Copy, from the entries below, each line in which the string "ComplexField" appears.

### Items listed in a dataset
-------
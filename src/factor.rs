use crate::error::{ReductionError, Result, Warning};
use crate::traits::Factorization;
use nalgebra::linalg::LU;
use nalgebra::{ComplexField, DMatrix, DVector, Dyn};
use sprs::{CsMat, FillInReduction, SymmetryCheck, TriMat};
use sprs_ldl::{Ldl, LdlNumeric};

/// Sparse LDL' factors of a symmetric matrix under a reverse Cuthill-McKee
/// ordering.
pub struct SparseLdl {
    ldl: LdlNumeric<f64, usize>,
    n: usize,
}

impl SparseLdl {
    fn new(a: &CsMat<f64>) -> std::result::Result<Self, String> {
        let ldl = Ldl::new()
            .check_symmetry(SymmetryCheck::DontCheckSymmetry)
            .fill_in_reduction(FillInReduction::ReverseCuthillMcKee)
            .numeric(a.view())
            .map_err(|e| e.to_string())?;
        Ok(Self { ldl, n: a.rows() })
    }

    /// Largest deviation from the all-ones vector when solving against
    /// `a * 1`. Grows with the condition number of `a`.
    fn ones_error(&self, a: &CsMat<f64>) -> f64 {
        let mut rhs = vec![0.0; self.n];
        for (&v, (i, _)) in a.iter() {
            rhs[i] += v;
        }
        let x: Vec<f64> = self.ldl.solve(rhs.as_slice());
        x.iter()
            .map(|v| (v - 1.0).abs())
            .fold(0.0_f64, |m, e| if e.is_nan() { f64::INFINITY } else { m.max(e) })
    }
}

impl Factorization for SparseLdl {
    fn dim(&self) -> usize {
        self.n
    }

    fn solve(&self, rhs: &DVector<f64>) -> Result<DVector<f64>> {
        let x: Vec<f64> = self.ldl.solve(rhs.as_slice());
        if x.iter().any(|v| !v.is_finite()) {
            return Err(ReductionError::Factorization(
                "LDL solve produced non-finite values".to_string(),
            ));
        }
        Ok(DVector::from_vec(x))
    }
}

/// Moore-Penrose pseudoinverse, used when the matrix is singular.
pub struct PseudoInverse {
    pinv: DMatrix<f64>,
}

impl Factorization for PseudoInverse {
    fn dim(&self) -> usize {
        self.pinv.nrows()
    }

    fn solve(&self, rhs: &DVector<f64>) -> Result<DVector<f64>> {
        Ok(&self.pinv * rhs)
    }
}

/// Reciprocal condition estimate from the pivots of an LU factorization:
/// `min |u_ii| / max |u_ii|`. Zero for an exactly singular matrix.
pub(crate) fn pivot_rcond<T>(lu: &LU<T, Dyn, Dyn>) -> f64
where
    T: ComplexField<RealField = f64>,
{
    let u = lu.u();
    let (mut min, mut max) = (f64::INFINITY, 0.0_f64);
    for v in u.diagonal().iter() {
        let m = v.clone().modulus();
        min = min.min(m);
        max = max.max(m);
    }
    if max == 0.0 || !min.is_finite() {
        0.0
    } else {
        min / max
    }
}

/// Smallest `max |row sum| / max row 1-norm` over the connected components
/// of the sparsity graph of `a`.
///
/// An island of a Laplacian-like matrix has every row summing to zero, so
/// the indicator vector of that island is in the null space and the ratio
/// drops to rounding level.
pub(crate) fn island_balance(a: &CsMat<f64>) -> f64 {
    let n = a.rows();
    let mut row_sum = vec![0.0_f64; n];
    let mut row_abs = vec![0.0_f64; n];
    let mut adj = vec![Vec::new(); n];
    for (&v, (i, j)) in a.iter() {
        row_sum[i] += v;
        row_abs[i] += v.abs();
        if i != j && v != 0.0 {
            adj[i].push(j);
            adj[j].push(i);
        }
    }

    let mut seen = vec![false; n];
    let mut worst = f64::INFINITY;
    for start in 0..n {
        if seen[start] {
            continue;
        }
        seen[start] = true;
        let mut stack = vec![start];
        let (mut sum, mut norm) = (0.0_f64, 0.0_f64);
        while let Some(i) = stack.pop() {
            sum = sum.max(row_sum[i].abs());
            norm = norm.max(row_abs[i]);
            for &j in &adj[i] {
                if !seen[j] {
                    seen[j] = true;
                    stack.push(j);
                }
            }
        }
        worst = worst.min(if norm > 0.0 { sum / norm } else { 0.0 });
    }
    worst
}

/// `(A + A') / 2`
fn symmetric_part(a: &CsMat<f64>) -> CsMat<f64> {
    let mut t = TriMat::with_capacity((a.rows(), a.cols()), 2 * a.nnz());
    for (&v, (i, j)) in a.iter() {
        t.add_triplet(i, j, 0.5 * v);
        t.add_triplet(j, i, 0.5 * v);
    }
    t.to_csr()
}

fn to_dense(a: &CsMat<f64>) -> DMatrix<f64> {
    let mut d = DMatrix::<f64>::zeros(a.rows(), a.cols());
    for (&v, (i, j)) in a.iter() {
        d[(i, j)] += v;
    }
    d
}

/// Factors the symmetric sparse matrix `a` once for repeated solves.
///
/// A sparse LDL' factorization is used unless `a` has an island whose rows
/// balance to zero (balance below `singular_tol`), the factorization hits a
/// zero pivot, or solving against `a * 1` misses by more than
/// `sqrt(singular_tol)`. In those cases the dense pseudoinverse is
/// computed instead and a `Warning::SingularMatrix` naming `context` is
/// returned.
pub fn factorize(
    a: &CsMat<f64>,
    context: &str,
    singular_tol: f64,
    pinv_tol: f64,
) -> Result<(Box<dyn Factorization>, Option<Warning>)> {
    if a.rows() != a.cols() {
        return Err(ReductionError::Factorization(format!(
            "{} must be square, got {}x{}",
            context,
            a.rows(),
            a.cols()
        )));
    }
    if a.rows() == 0 {
        return Ok((
            Box::new(PseudoInverse {
                pinv: DMatrix::zeros(0, 0),
            }),
            None,
        ));
    }

    // Kron-reduced matrices are symmetric only up to rounding.
    let sym = symmetric_part(a);
    let scale = a.iter().fold(0.0_f64, |m, (v, _)| m.max(v.abs()));
    let skew = a.iter().fold(0.0_f64, |m, (&v, (i, j))| {
        m.max((v - sym.get(i, j).copied().unwrap_or(0.0)).abs())
    });
    if skew > singular_tol.sqrt() * scale {
        return Err(ReductionError::Factorization(format!(
            "{} must be symmetric, entries differ by {:e}",
            context, skew
        )));
    }
    let a = &sym;

    let balance = island_balance(a);
    log::debug!(
        "{}: order {}, {} nonzeros, island balance {:e}",
        context,
        a.rows(),
        a.nnz(),
        balance
    );

    let rcond = if balance < singular_tol {
        balance
    } else {
        match SparseLdl::new(a) {
            Ok(ldl) => {
                let err = ldl.ones_error(a);
                if err <= singular_tol.sqrt() {
                    return Ok((Box::new(ldl), None));
                }
                log::debug!("{}: LDL solve check missed by {:e}", context, err);
                f64::EPSILON / err
            }
            Err(e) => {
                log::debug!("{}: LDL factorization failed: {}", context, e);
                0.0
            }
        }
    };

    let pinv = to_dense(a)
        .pseudo_inverse(pinv_tol)
        .map_err(|e| ReductionError::Factorization(format!("{}: {}", context, e)))?;
    let warning = Warning::SingularMatrix {
        context: context.to_string(),
        rcond,
    }
    .log();
    Ok((Box::new(PseudoInverse { pinv }), Some(warning)))
}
-------
### RESULT FOR THIS TASK
use nalgebra::{ComplexField, DMatrix, DVector, Dyn};
    T: ComplexField<RealField = f64>,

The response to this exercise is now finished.